* [What is needed]
Return the records exactly, keeping every line as it is.

*** Opening Extracted material ***

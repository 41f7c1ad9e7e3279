//! SurrealDB implementation of [`OrganizationRepository`].

use affiliate_core::error::AffiliateResult;
use affiliate_core::models::organization::{CreateOrganization, Organization, OrganizationId};
use affiliate_core::repository::OrganizationRepository;
use chrono::{DateTime, Utc};
use surrealdb::{Connection, Surreal};
use surrealdb_types::SurrealValue;

use crate::error::DbError;

/// DB-side row struct for queries where the id is already known.
#[derive(Debug, SurrealValue)]
struct OrganizationRow {
    name: String,
    health_system_name: Option<String>,
    created_at: DateTime<Utc>,
    updated_at: DateTime<Utc>,
}

impl OrganizationRow {
    fn into_organization(self, id: OrganizationId) -> Organization {
        Organization {
            id,
            name: self.name,
            health_system_name: self.health_system_name,
            created_at: self.created_at,
            updated_at: self.updated_at,
        }
    }
}

/// DB-side row struct that includes the record id via `meta::id(id)`.
#[derive(Debug, SurrealValue)]
struct OrganizationRowWithId {
    record_id: i64,
    name: String,
    health_system_name: Option<String>,
    created_at: DateTime<Utc>,
    updated_at: DateTime<Utc>,
}

impl OrganizationRowWithId {
    fn into_organization(self) -> Organization {
        Organization {
            id: self.record_id,
            name: self.name,
            health_system_name: self.health_system_name,
            created_at: self.created_at,
            updated_at: self.updated_at,
        }
    }
}

/// Load the organizations with the given ids. Unknown ids are skipped.
async fn fetch_organizations<C: Connection>(
    db: &Surreal<C>,
    ids: &[OrganizationId],
) -> Result<Vec<Organization>, DbError> {
    if ids.is_empty() {
        return Ok(Vec::new());
    }

    let mut result = db
        .query(
            "SELECT meta::id(id) AS record_id, * FROM organization \
             WHERE meta::id(id) IN $ids",
        )
        .bind(("ids", ids.to_vec()))
        .await?;

    let rows: Vec<OrganizationRowWithId> = result.take(0)?;
    Ok(rows.into_iter().map(OrganizationRowWithId::into_organization).collect())
}

/// Whether an organization record exists.
pub(crate) async fn organization_exists<C: Connection>(
    db: &Surreal<C>,
    id: OrganizationId,
) -> Result<bool, DbError> {
    Ok(!fetch_organizations(db, &[id]).await?.is_empty())
}

/// SurrealDB implementation of the Organization repository.
#[derive(Clone)]
pub struct SurrealOrganizationRepository<C: Connection> {
    db: Surreal<C>,
}

impl<C: Connection> SurrealOrganizationRepository<C> {
    pub fn new(db: Surreal<C>) -> Self {
        Self { db }
    }
}

impl<C: Connection> OrganizationRepository for SurrealOrganizationRepository<C> {
    async fn create(&self, input: CreateOrganization) -> AffiliateResult<Organization> {
        let id = input.id;

        let result = self
            .db
            .query(
                "CREATE type::record('organization', $id) SET \
                 name = $name, health_system_name = $health_system_name",
            )
            .bind(("id", id))
            .bind(("name", input.name))
            .bind(("health_system_name", input.health_system_name))
            .await
            .map_err(DbError::from)?;

        let mut result = result.check().map_err(DbError::from_statement)?;

        let rows: Vec<OrganizationRow> = result.take(0).map_err(DbError::from)?;
        let row = rows.into_iter().next().ok_or_else(|| DbError::NotFound {
            entity: "organization".into(),
            id: id.to_string(),
        })?;

        Ok(row.into_organization(id))
    }

    async fn get_by_id(&self, id: OrganizationId) -> AffiliateResult<Organization> {
        let mut result = self
            .db
            .query("SELECT * FROM type::record('organization', $id)")
            .bind(("id", id))
            .await
            .map_err(DbError::from)?;

        let rows: Vec<OrganizationRow> = result.take(0).map_err(DbError::from)?;
        let row = rows.into_iter().next().ok_or_else(|| DbError::NotFound {
            entity: "organization".into(),
            id: id.to_string(),
        })?;

        Ok(row.into_organization(id))
    }

    async fn get_many(&self, ids: &[OrganizationId]) -> AffiliateResult<Vec<Organization>> {
        Ok(fetch_organizations(&self.db, ids).await?)
    }
}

*** Closing Extracted material ***

* [Task output]
repository 41f7c1ad9e7e3279
//! SurrealDB implementation of [`OrganizationRepository`].

use affiliate_core::error::AffiliateResult;
use affiliate_core::models::organization::{CreateOrganization, Organization, OrganizationId};
use affiliate_core::repository::OrganizationRepository;
use chrono::{DateTime, Utc};
use surrealdb::{Connection, Surreal};
use surrealdb_types::SurrealValue;

use crate::error::DbError;

/// DB-side row struct for queries where the id is already known.
#[derive(Debug, SurrealValue)]
struct OrganizationRow {
    name: String,
    health_system_name: Option<String>,
    created_at: DateTime<Utc>,
    updated_at: DateTime<Utc>,
}

impl OrganizationRow {
    fn into_organization(self, id: OrganizationId) -> Organization {
        Organization {
            id,
            name: self.name,
            health_system_name: self.health_system_name,
            created_at: self.created_at,
            updated_at: self.updated_at,
        }
    }
}

/// DB-side row struct that includes the record id via `meta::id(id)`.
#[derive(Debug, SurrealValue)]
struct OrganizationRowWithId {
    record_id: i64,
    name: String,
    health_system_name: Option<String>,
    created_at: DateTime<Utc>,
    updated_at: DateTime<Utc>,
}

impl OrganizationRowWithId {
    fn into_organization(self) -> Organization {
        Organization {
            id: self.record_id,
            name: self.name,
            health_system_name: self.health_system_name,
            created_at: self.created_at,
            updated_at: self.updated_at,
        }
    }
}

/// Load the organizations with the given ids. Unknown ids are skipped.
async fn fetch_organizations<C: Connection>(
    db: &Surreal<C>,
    ids: &[OrganizationId],
) -> Result<Vec<Organization>, DbError> {
    if ids.is_empty() {
        return Ok(Vec::new());
    }

    let mut result = db
        .query(
            "SELECT meta::id(id) AS record_id, * FROM organization \
             WHERE meta::id(id) IN $ids",
        )
        .bind(("ids", ids.to_vec()))
        .await?;

    let rows: Vec<OrganizationRowWithId> = result.take(0)?;
    Ok(rows.into_iter().map(OrganizationRowWithId::into_organization).collect())
}

/// Whether an organization record exists.
pub(crate) async fn organization_exists<C: Connection>(
    db: &Surreal<C>,
    id: OrganizationId,
) -> Result<bool, DbError> {
    Ok(!fetch_organizations(db, &[id]).await?.is_empty())
}

/// SurrealDB implementation of the Organization repository.
#[derive(Clone)]
pub struct SurrealOrganizationRepository<C: Connection> {
    db: Surreal<C>,
}

impl<C: Connection> SurrealOrganizationRepository<C> {
    pub fn new(db: Surreal<C>) -> Self {
        Self { db }
    }
}

impl<C: Connection> OrganizationRepository for SurrealOrganizationRepository<C> {
    async fn create(&self, input: CreateOrganization) -> AffiliateResult<Organization> {
        let id = input.id;

        let result = self
            .db
            .query(
                "CREATE type::record('organization', $id) SET \
                 name = $name, health_system_name = $health_system_name",
            )
            .bind(("id", id))
            .bind(("name", input.name))
            .bind(("health_system_name", input.health_system_name))
            .await
            .map_err(DbError::from)?;

        let mut result = result.check().map_err(DbError::from_statement)?;

        let rows: Vec<OrganizationRow> = result.take(0).map_err(DbError::from)?;
        let row = rows.into_iter().next().ok_or_else(|| DbError::NotFound {
            entity: "organization".into(),
            id: id.to_string(),
        })?;

        Ok(row.into_organization(id))
    }

    async fn get_by_id(&self, id: OrganizationId) -> AffiliateResult<Organization> {
        let mut result = self
            .db
            .query("SELECT * FROM type::record('organization', $id)")
            .bind(("id", id))
            .await
            .map_err(DbError::from)?;

        let rows: Vec<OrganizationRow> = result.take(0).map_err(DbError::from)?;
        let row = rows.into_iter().next().ok_or_else(|| DbError::NotFound {
            entity: "organization".into(),
            id: id.to_string(),
        })?;

        Ok(row.into_organization(id))
    }

    async fn get_many(&self, ids: &[OrganizationId]) -> AffiliateResult<Vec<Organization>> {
        Ok(fetch_organizations(&self.db, ids).await?)
    }
}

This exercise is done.